Brief —
Scan the entries below for "factor" and copy each line that holds it.
━━━━━━━━
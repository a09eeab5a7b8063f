//! 基于角色的视图访问判定
//!
//! 路由守卫、导航栏和侧边栏都通过同一张策略表判定，保证三处
//! 永远一致。会话未解析完时返回悬停，绝不因为状态未就绪而跳转。

pub mod routes;

use common::enums::UserRole;

pub use routes::{dashboard_links, guard, nav_links, requirement_for, NavLink, Route, ROUTES};

/// 会话认证状态（访问判定的输入）
#[derive(Debug, Clone, Copy, PartialEq, Eq)]
pub enum AuthState {
    /// 会话尚未解析完成
    Loading,
    /// 未登录
    SignedOut,
    /// 已登录，角色已知
    SignedIn(UserRole),
}

/// 路由的访问门槛
#[derive(Debug, Clone, Copy, PartialEq, Eq)]
pub enum RouteRequirement {
    /// 任何人可见
    Public,
    /// 需登录，角色不限
    Authenticated,
    /// 经理或管理员
    ManagerOrAdmin,
    /// 仅管理员
    AdminOnly,
}

/// 拒绝访问时的去向
#[derive(Debug, Clone, Copy, PartialEq, Eq)]
pub enum RedirectTarget {
    /// 未登录去登录页
    Login,
    /// 已登录但角色不够，回首页
    Home,
}

/// 访问判定结果
#[derive(Debug, Clone, Copy, PartialEq, Eq)]
pub enum AccessDecision {
    /// 放行
    Permit,
    /// 会话未就绪，悬停等待（展示加载态）
    Pending,
    /// 拒绝并跳转
    Redirect(RedirectTarget),
}

/// 策略表本体
pub fn resolve_access(requirement: RouteRequirement, state: AuthState) -> AccessDecision {
    if requirement == RouteRequirement::Public {
        return AccessDecision::Permit;
    }

    match state {
        AuthState::Loading => AccessDecision::Pending,
        AuthState::SignedOut => AccessDecision::Redirect(RedirectTarget::Login),
        AuthState::SignedIn(role) => match requirement {
            RouteRequirement::Public | RouteRequirement::Authenticated => AccessDecision::Permit,
            RouteRequirement::ManagerOrAdmin => match role {
                UserRole::Manager | UserRole::Admin => AccessDecision::Permit,
                UserRole::Borrower => AccessDecision::Redirect(RedirectTarget::Home),
            },
            RouteRequirement::AdminOnly => match role {
                UserRole::Admin => AccessDecision::Permit,
                _ => AccessDecision::Redirect(RedirectTarget::Home),
            },
        },
    }
}

#[cfg(test)]
mod tests {
    use super::*;

    const ALL_STATES: [AuthState; 5] = [
        AuthState::Loading,
        AuthState::SignedOut,
        AuthState::SignedIn(UserRole::Borrower),
        AuthState::SignedIn(UserRole::Manager),
        AuthState::SignedIn(UserRole::Admin),
    ];

    #[test]
    fn test_public_permits_everyone() {
        for state in ALL_STATES {
            assert_eq!(
                resolve_access(RouteRequirement::Public, state),
                AccessDecision::Permit
            );
        }
    }

    #[test]
    fn test_loading_always_pends_on_guarded_routes() {
        for req in [
            RouteRequirement::Authenticated,
            RouteRequirement::ManagerOrAdmin,
            RouteRequirement::AdminOnly,
        ] {
            assert_eq!(resolve_access(req, AuthState::Loading), AccessDecision::Pending);
        }
    }

    #[test]
    fn test_signed_out_redirects_to_login() {
        for req in [
            RouteRequirement::Authenticated,
            RouteRequirement::ManagerOrAdmin,
            RouteRequirement::AdminOnly,
        ] {
            assert_eq!(
                resolve_access(req, AuthState::SignedOut),
                AccessDecision::Redirect(RedirectTarget::Login)
            );
        }
    }

    #[test]
    fn test_authenticated_admits_any_role() {
        for role in [UserRole::Borrower, UserRole::Manager, UserRole::Admin] {
            assert_eq!(
                resolve_access(RouteRequirement::Authenticated, AuthState::SignedIn(role)),
                AccessDecision::Permit
            );
        }
    }

    #[test]
    fn test_manager_tier_excludes_borrower() {
        assert_eq!(
            resolve_access(
                RouteRequirement::ManagerOrAdmin,
                AuthState::SignedIn(UserRole::Borrower)
            ),
            AccessDecision::Redirect(RedirectTarget::Home)
        );
        for role in [UserRole::Manager, UserRole::Admin] {
            assert_eq!(
                resolve_access(RouteRequirement::ManagerOrAdmin, AuthState::SignedIn(role)),
                AccessDecision::Permit
            );
        }
    }

    #[test]
    fn test_admin_tier_excludes_lower_roles() {
        for role in [UserRole::Borrower, UserRole::Manager] {
            assert_eq!(
                resolve_access(RouteRequirement::AdminOnly, AuthState::SignedIn(role)),
                AccessDecision::Redirect(RedirectTarget::Home)
            );
        }
        assert_eq!(
            resolve_access(RouteRequirement::AdminOnly, AuthState::SignedIn(UserRole::Admin)),
            AccessDecision::Permit
        );
    }
}
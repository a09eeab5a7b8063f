use rust_decimal::{Decimal, MathematicalOps};

/// EMI（等额本息）月供计算
///
/// 标准摊还公式:
///
///   r = R / 100 / 12
///   emi = P × r × (1+r)^N / ((1+r)^N − 1)
///
/// 约定:
/// - r = 0 时公式退化为 0/0，按线性均摊 P / N 处理
/// - 非法输入（P ≤ 0、N = 0、R < 0）返回 0，调用方据此渲染占位符
/// - 结果保留两位小数（货币精度）
///
/// 纯函数，无副作用
pub fn calculate_emi(principal: Decimal, annual_rate_percent: Decimal, months: u32) -> Decimal {
    if principal <= Decimal::ZERO || months == 0 || annual_rate_percent < Decimal::ZERO {
        return Decimal::ZERO;
    }

    let n = Decimal::from(months);

    // 零利率: 线性均摊
    if annual_rate_percent.is_zero() {
        return (principal / n).round_dp(2);
    }

    // 月利率 r = R / 100 / 12
    let r = annual_rate_percent / Decimal::from(100) / Decimal::from(12);
    let factor = (Decimal::ONE + r).powi(months as i64);
    let emi = principal * r * factor / (factor - Decimal::ONE);

    emi.round_dp(2)
}

/// 表单输入版本的 EMI 计算
///
/// 金额或期数还没填完、或者不是数字时返回 0 占位，不报错，
/// 让表单在用户输入过程中始终能渲染预估月供
pub fn emi_from_form(
    amount: Option<&str>,
    plan: Option<&str>,
    annual_rate_percent: Decimal,
) -> Decimal {
    let principal = match amount.and_then(|s| s.trim().parse::<Decimal>().ok()) {
        Some(p) => p,
        None => return Decimal::ZERO,
    };
    let months = match plan.and_then(|s| s.trim().parse::<u32>().ok()) {
        Some(m) => m,
        None => return Decimal::ZERO,
    };

    calculate_emi(principal, annual_rate_percent, months)
}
━━━━━━━━
Exercise output —
    let factor = (Decimal::ONE + r).powi(months as i64);
    let emi = principal * r * factor / (factor - Decimal::ONE);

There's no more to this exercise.